What you will do
Scan the listing below. Copy each line that contains "warn".

● ● ● ● ● ● ●

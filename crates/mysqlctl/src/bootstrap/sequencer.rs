//! The init, teardown, and reinit sequences.

use std::fmt;
use std::fs::{self, OpenOptions};
use std::io::Write;
use std::os::unix::fs::OpenOptionsExt;
use std::path::Path;
use std::sync::Arc;

use strum::{AsRefStr, Display};
use tracing::{error, info, warn};

use crate::instance::{BootstrapArtifacts, Installation, ManagedInstance};
use crate::process::{CommandRunner, PollPolicy, ProcessController};
use crate::storage::{DirectoryProvisioner, SharedRootResolver};

use super::BOOTSTRAP_TARGET;
use super::collaborators::{
    ConfigRenderer, MysqlClientExecutor, SeedExtractor, SqlExecutor, TarExtractor,
    TemplateRenderer,
};
use super::error::{BootstrapError, TeardownFailure, TeardownFailures};
use super::schema::split_statements;

const MYCNF_MODE: u32 = 0o664;

/// Lifecycle states an instance passes through during init, in order.
///
/// Teardown with `force` always returns the instance to
/// [`InstanceState::Unprovisioned`].
#[derive(Debug, Clone, Copy, PartialEq, Eq, PartialOrd, Ord, Display, AsRefStr)]
#[strum(serialize_all = "snake_case")]
pub enum InstanceState {
    Unprovisioned,
    DirectoriesReady,
    ConfigWritten,
    SeedUnpacked,
    Running,
    SchemaLoaded,
}

/// The collaborators the sequencer delegates to.
#[derive(Clone)]
pub struct BootstrapServices {
    pub renderer: Arc<dyn ConfigRenderer>,
    pub extractor: Arc<dyn SeedExtractor>,
    pub executor: Arc<dyn SqlExecutor>,
}

impl BootstrapServices {
    /// Default collaborators backed by the system `tar` and the engine's
    /// command-line client.
    pub fn system(runner: Arc<dyn CommandRunner>, installation: &Installation) -> Self {
        Self {
            renderer: Arc::new(TemplateRenderer),
            extractor: Arc::new(TarExtractor::new(Arc::clone(&runner))),
            executor: Arc::new(MysqlClientExecutor::new(
                runner,
                installation.tools.clone(),
            )),
        }
    }
}

impl fmt::Debug for BootstrapServices {
    fn fmt(&self, f: &mut fmt::Formatter<'_>) -> fmt::Result {
        f.debug_struct("BootstrapServices").finish_non_exhaustive()
    }
}

/// Composes process control and storage into whole-instance operations.
///
/// Like the controller it wraps, the sequencer does no locking.
#[derive(Debug, Clone)]
pub struct BootstrapSequencer {
    controller: ProcessController,
    provisioner: DirectoryProvisioner,
    services: BootstrapServices,
    artifacts: BootstrapArtifacts,
}

impl BootstrapSequencer {
    pub fn new(
        controller: ProcessController,
        provisioner: DirectoryProvisioner,
        services: BootstrapServices,
        artifacts: BootstrapArtifacts,
    ) -> Self {
        Self {
            controller,
            provisioner,
            services,
            artifacts,
        }
    }

    /// Wires the production collaborators for `installation`.
    pub fn for_installation(
        installation: &Installation,
        runner: Arc<dyn CommandRunner>,
        policy: PollPolicy,
    ) -> Self {
        let controller = ProcessController::new(
            Arc::clone(&runner),
            installation.tools.clone(),
            policy,
        );
        let provisioner = DirectoryProvisioner::new(Arc::new(SharedRootResolver::new(
            &installation.shared_root,
        )));
        let services = BootstrapServices::system(runner, installation);
        Self::new(
            controller,
            provisioner,
            services,
            installation.artifacts.clone(),
        )
    }

    pub fn controller(&self) -> &ProcessController {
        &self.controller
    }

    pub fn provisioner(&self) -> &DirectoryProvisioner {
        &self.provisioner
    }

    /// Builds a fresh instance and leaves it running with the baseline
    /// schema loaded.
    ///
    /// # Errors
    ///
    /// Stops at the first failing stage. Nothing is rolled back; recover with
    /// a forced [`teardown`](Self::teardown).
    pub fn init(&self, instance: &ManagedInstance) -> Result<(), BootstrapError> {
        info!(target: BOOTSTRAP_TARGET, instance = %instance, "initialising instance");
        let result = self.run_init(instance);
        if let Err(error) = &result {
            error!(
                target: BOOTSTRAP_TARGET,
                instance = %instance,
                stage = ?error.failed_stage(),
                %error,
                "init aborted"
            );
        }
        result
    }

    fn run_init(&self, instance: &ManagedInstance) -> Result<(), BootstrapError> {
        self.provisioner
            .provision_all(instance)
            .map_err(BootstrapError::Provision)?;
        reached(instance, InstanceState::DirectoriesReady);

        let template = &self.artifacts.config_template;
        let rendered = self
            .services
            .renderer
            .render(template, instance)
            .map_err(|source| BootstrapError::RenderConfig {
                template: template.clone(),
                source,
            })?;
        write_config(instance.mycnf_file(), &rendered)?;
        reached(instance, InstanceState::ConfigWritten);

        let archive = &self.artifacts.seed_archive;
        self.services
            .extractor
            .extract(archive, instance.config().data_dir())
            .map_err(|source| BootstrapError::ExtractSeed {
                archive: archive.clone(),
                source,
            })?;
        reached(instance, InstanceState::SeedUnpacked);

        self.controller
            .start(instance)
            .map_err(|source| BootstrapError::Start {
                error_log: instance.config().error_log_path().to_path_buf(),
                source,
            })?;
        reached(instance, InstanceState::Running);

        let schema_path = &self.artifacts.schema_script;
        let schema =
            fs::read_to_string(schema_path).map_err(|source| BootstrapError::ReadSchema {
                path: schema_path.clone(),
                source,
            })?;
        let statements = split_statements(&schema);
        self.services
            .executor
            .execute_batch(instance.dba(), &statements)
            .map_err(BootstrapError::ApplySchema)?;
        reached(instance, InstanceState::SchemaLoaded);
        Ok(())
    }

    /// Stops the engine and removes the instance's identity directories.
    ///
    /// Without `force`, a failed shutdown is returned as
    /// [`BootstrapError::Shutdown`] and nothing is deleted. With `force`,
    /// every step runs regardless and all failures are reported together.
    ///
    /// # Errors
    ///
    /// [`BootstrapError::Shutdown`] or [`BootstrapError::Teardown`].
    pub fn teardown(&self, instance: &ManagedInstance, force: bool) -> Result<(), BootstrapError> {
        info!(target: BOOTSTRAP_TARGET, instance = %instance, force, "tearing down instance");
        let mut failures = Vec::new();
        if let Err(error) = self.controller.shutdown(instance, true) {
            warn!(target: BOOTSTRAP_TARGET, instance = %instance, %error, "failed mysqld shutdown");
            if !force {
                return Err(BootstrapError::Shutdown(error));
            }
            failures.push(TeardownFailure::Shutdown(error));
        }

        if let Err(errors) = self.provisioner.remove(instance.root()) {
            failures.extend(errors.into_iter().map(TeardownFailure::Removal));
        }
        if !failures.is_empty() {
            return Err(BootstrapError::Teardown(TeardownFailures::new(failures)));
        }
        reached(instance, InstanceState::Unprovisioned);
        Ok(())
    }

    /// Tears the instance down without force, then initialises it again.
    ///
    /// # Errors
    ///
    /// A teardown error is returned unchanged and init is not attempted.
    pub fn reinit(&self, instance: &ManagedInstance) -> Result<(), BootstrapError> {
        self.teardown(instance, false)?;
        self.init(instance)
    }
}

fn reached(instance: &ManagedInstance, state: InstanceState) {
    info!(
        target: BOOTSTRAP_TARGET,
        instance = %instance,
        state = state.as_ref(),
        "instance state reached"
    );
}

fn write_config(path: &Path, contents: &str) -> Result<(), BootstrapError> {
    let write_error = |source| BootstrapError::WriteConfig {
        path: path.to_path_buf(),
        source,
    };
    let mut file = OpenOptions::new()
        .write(true)
        .create(true)
        .truncate(true)
        .mode(MYCNF_MODE)
        .open(path)
        .map_err(write_error)?;
    file.write_all(contents.as_bytes()).map_err(write_error)
}
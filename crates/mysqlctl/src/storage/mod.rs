//! On-disk layout of an instance.
//!
//! [`DirectoryPlan`] names the directories every instance needs.
//! [`StorageResolver`] decides where each identity directory physically
//! lives, and [`DirectoryProvisioner`] creates and removes the layout.

mod error;
mod plan;
mod provisioner;
mod resolver;

pub(crate) const STORAGE_TARGET: &str = concat!(env!("CARGO_PKG_NAME"), "::storage");

pub use error::{RemovalErrors, StorageError};
pub use plan::{DirectoryPlan, IDENTITY_DIRS};
pub use provisioner::DirectoryProvisioner;
pub use resolver::{Placement, SharedRootResolver, StorageResolver};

● ● ● ● ● ● ●

Solved problem
use tracing::{error, info, warn};
            warn!(target: BOOTSTRAP_TARGET, instance = %instance, %error, "failed mysqld shutdown");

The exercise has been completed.